_Work instruction_
The entries shown below should be output exactly as they appear.

Collected data entries
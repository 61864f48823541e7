//! Crawl-and-extract engine
//!
//! This module contains the core crawling logic:
//! - Listing page extraction with structural selectors
//! - The pagination state machine with per-page checkpointing
//! - The invocation time budget

mod budget;
mod extractor;
mod paginator;

pub use budget::TimeBudget;
pub use extractor::ListingExtractor;
pub use paginator::{Paginator, StopReason};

_Written answer_
repository 61864f48823541e7
//! Crawl-and-extract engine
//!
//! This module contains the core crawling logic:
//! - Listing page extraction with structural selectors
//! - The pagination state machine with per-page checkpointing
//! - The invocation time budget

mod budget;
mod extractor;
mod paginator;

pub use budget::TimeBudget;
pub use extractor::ListingExtractor;
pub use paginator::{Paginator, StopReason};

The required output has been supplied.